▶ Task prompt
Restate word for word every line from the one containing "for listing tickets." to the last line of the records below.
=====
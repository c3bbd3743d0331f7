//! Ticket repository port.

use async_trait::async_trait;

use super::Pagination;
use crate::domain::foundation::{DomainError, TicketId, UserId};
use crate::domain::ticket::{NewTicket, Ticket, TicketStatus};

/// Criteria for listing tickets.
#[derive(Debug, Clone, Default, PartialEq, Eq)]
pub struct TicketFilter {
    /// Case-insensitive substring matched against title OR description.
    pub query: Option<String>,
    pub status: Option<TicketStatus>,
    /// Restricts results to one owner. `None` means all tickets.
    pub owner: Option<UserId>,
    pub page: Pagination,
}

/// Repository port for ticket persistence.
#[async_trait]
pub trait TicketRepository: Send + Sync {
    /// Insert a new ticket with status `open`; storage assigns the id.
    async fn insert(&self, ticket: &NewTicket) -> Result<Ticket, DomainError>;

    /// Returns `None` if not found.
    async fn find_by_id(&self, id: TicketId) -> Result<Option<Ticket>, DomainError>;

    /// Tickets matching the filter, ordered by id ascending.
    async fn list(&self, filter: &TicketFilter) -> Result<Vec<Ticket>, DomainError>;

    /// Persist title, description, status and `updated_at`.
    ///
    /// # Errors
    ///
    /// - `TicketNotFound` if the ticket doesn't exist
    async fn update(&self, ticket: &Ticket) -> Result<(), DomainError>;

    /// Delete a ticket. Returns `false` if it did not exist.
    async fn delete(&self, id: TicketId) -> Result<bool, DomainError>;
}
=====
▶ Written response
/// Criteria for listing tickets.
#[derive(Debug, Clone, Default, PartialEq, Eq)]
pub struct TicketFilter {
    /// Case-insensitive substring matched against title OR description.
    pub query: Option<String>,
    pub status: Option<TicketStatus>,
    /// Restricts results to one owner. `None` means all tickets.
    pub owner: Option<UserId>,
    pub page: Pagination,
}

/// Repository port for ticket persistence.
#[async_trait]
pub trait TicketRepository: Send + Sync {
    /// Insert a new ticket with status `open`; storage assigns the id.
    async fn insert(&self, ticket: &NewTicket) -> Result<Ticket, DomainError>;

    /// Returns `None` if not found.
    async fn find_by_id(&self, id: TicketId) -> Result<Option<Ticket>, DomainError>;

    /// Tickets matching the filter, ordered by id ascending.
    async fn list(&self, filter: &TicketFilter) -> Result<Vec<Ticket>, DomainError>;

    /// Persist title, description, status and `updated_at`.
    ///
    /// # Errors
    ///
    /// - `TicketNotFound` if the ticket doesn't exist
    async fn update(&self, ticket: &Ticket) -> Result<(), DomainError>;

    /// Delete a ticket. Returns `false` if it did not exist.
    async fn delete(&self, id: TicketId) -> Result<bool, DomainError>;
}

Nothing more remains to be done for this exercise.